Task item: What is the number of lines in this data that contain the word "tracing"? Give the number alone.

Dataset items:
++++++++++

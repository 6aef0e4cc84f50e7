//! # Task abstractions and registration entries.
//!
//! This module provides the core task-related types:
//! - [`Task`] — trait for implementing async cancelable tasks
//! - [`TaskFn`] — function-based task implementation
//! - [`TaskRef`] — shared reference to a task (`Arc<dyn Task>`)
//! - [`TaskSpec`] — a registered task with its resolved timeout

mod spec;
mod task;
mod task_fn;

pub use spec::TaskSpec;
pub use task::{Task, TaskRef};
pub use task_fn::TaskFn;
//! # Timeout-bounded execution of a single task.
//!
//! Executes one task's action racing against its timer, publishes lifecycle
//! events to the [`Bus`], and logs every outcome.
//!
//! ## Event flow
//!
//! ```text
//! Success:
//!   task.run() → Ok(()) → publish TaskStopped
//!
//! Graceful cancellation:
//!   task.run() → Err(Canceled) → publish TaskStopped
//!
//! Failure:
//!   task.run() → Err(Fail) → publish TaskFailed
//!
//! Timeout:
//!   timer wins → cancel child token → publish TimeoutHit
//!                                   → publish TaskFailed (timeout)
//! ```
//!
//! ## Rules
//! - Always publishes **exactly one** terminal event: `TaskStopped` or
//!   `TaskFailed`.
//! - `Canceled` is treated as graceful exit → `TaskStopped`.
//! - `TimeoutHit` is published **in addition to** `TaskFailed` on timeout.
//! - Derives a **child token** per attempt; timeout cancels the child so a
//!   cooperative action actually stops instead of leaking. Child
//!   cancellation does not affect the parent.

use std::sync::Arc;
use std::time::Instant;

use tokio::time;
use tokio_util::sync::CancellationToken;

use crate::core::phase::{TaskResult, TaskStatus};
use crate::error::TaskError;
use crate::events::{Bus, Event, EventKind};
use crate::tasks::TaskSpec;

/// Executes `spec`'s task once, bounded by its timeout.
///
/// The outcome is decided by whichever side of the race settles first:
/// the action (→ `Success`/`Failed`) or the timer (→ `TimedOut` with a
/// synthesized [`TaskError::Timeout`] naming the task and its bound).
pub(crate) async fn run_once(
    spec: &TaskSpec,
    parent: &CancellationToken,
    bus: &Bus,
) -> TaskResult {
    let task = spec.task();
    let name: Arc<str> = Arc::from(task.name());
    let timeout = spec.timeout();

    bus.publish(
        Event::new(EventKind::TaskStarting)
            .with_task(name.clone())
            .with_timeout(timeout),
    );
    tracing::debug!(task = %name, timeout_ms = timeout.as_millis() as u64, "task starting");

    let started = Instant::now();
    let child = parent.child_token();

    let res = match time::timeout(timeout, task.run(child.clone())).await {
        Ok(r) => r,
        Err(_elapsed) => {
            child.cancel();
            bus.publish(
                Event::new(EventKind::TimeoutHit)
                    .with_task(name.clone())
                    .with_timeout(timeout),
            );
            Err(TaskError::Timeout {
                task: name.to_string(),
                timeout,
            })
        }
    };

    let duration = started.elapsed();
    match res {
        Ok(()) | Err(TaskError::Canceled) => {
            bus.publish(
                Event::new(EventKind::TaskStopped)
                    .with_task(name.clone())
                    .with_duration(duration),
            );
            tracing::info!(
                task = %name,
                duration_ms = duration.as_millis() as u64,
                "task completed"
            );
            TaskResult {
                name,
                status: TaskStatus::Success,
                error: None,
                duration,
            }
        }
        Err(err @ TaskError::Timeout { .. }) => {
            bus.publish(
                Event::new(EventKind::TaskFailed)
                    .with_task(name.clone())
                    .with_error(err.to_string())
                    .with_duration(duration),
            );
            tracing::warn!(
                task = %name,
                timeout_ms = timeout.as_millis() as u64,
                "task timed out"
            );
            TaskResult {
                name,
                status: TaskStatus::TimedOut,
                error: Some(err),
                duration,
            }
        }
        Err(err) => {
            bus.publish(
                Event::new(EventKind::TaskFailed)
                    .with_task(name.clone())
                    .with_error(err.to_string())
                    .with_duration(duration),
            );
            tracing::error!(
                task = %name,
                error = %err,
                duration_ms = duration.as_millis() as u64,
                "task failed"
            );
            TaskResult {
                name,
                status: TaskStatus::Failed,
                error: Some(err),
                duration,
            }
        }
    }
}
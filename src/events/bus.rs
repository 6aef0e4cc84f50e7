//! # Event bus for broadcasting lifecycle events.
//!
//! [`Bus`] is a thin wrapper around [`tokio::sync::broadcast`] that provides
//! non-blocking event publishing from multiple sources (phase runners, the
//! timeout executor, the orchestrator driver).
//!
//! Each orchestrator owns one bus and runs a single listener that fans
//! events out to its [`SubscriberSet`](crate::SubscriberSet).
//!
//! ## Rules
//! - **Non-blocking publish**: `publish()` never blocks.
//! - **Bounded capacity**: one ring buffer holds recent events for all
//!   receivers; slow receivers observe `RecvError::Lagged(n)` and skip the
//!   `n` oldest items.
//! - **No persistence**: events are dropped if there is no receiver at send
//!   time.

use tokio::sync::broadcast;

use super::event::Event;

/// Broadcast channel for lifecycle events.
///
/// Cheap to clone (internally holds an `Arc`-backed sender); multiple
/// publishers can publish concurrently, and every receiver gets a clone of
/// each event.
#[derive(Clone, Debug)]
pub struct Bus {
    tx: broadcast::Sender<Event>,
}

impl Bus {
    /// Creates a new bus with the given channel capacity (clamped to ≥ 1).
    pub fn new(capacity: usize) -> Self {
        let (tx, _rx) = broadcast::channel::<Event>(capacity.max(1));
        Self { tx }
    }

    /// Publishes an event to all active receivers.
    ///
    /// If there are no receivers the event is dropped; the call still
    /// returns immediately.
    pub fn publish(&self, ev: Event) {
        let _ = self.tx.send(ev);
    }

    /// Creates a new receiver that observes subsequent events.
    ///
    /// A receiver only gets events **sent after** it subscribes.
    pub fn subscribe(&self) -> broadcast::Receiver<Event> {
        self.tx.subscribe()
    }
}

++++++++++

Problem solution: 4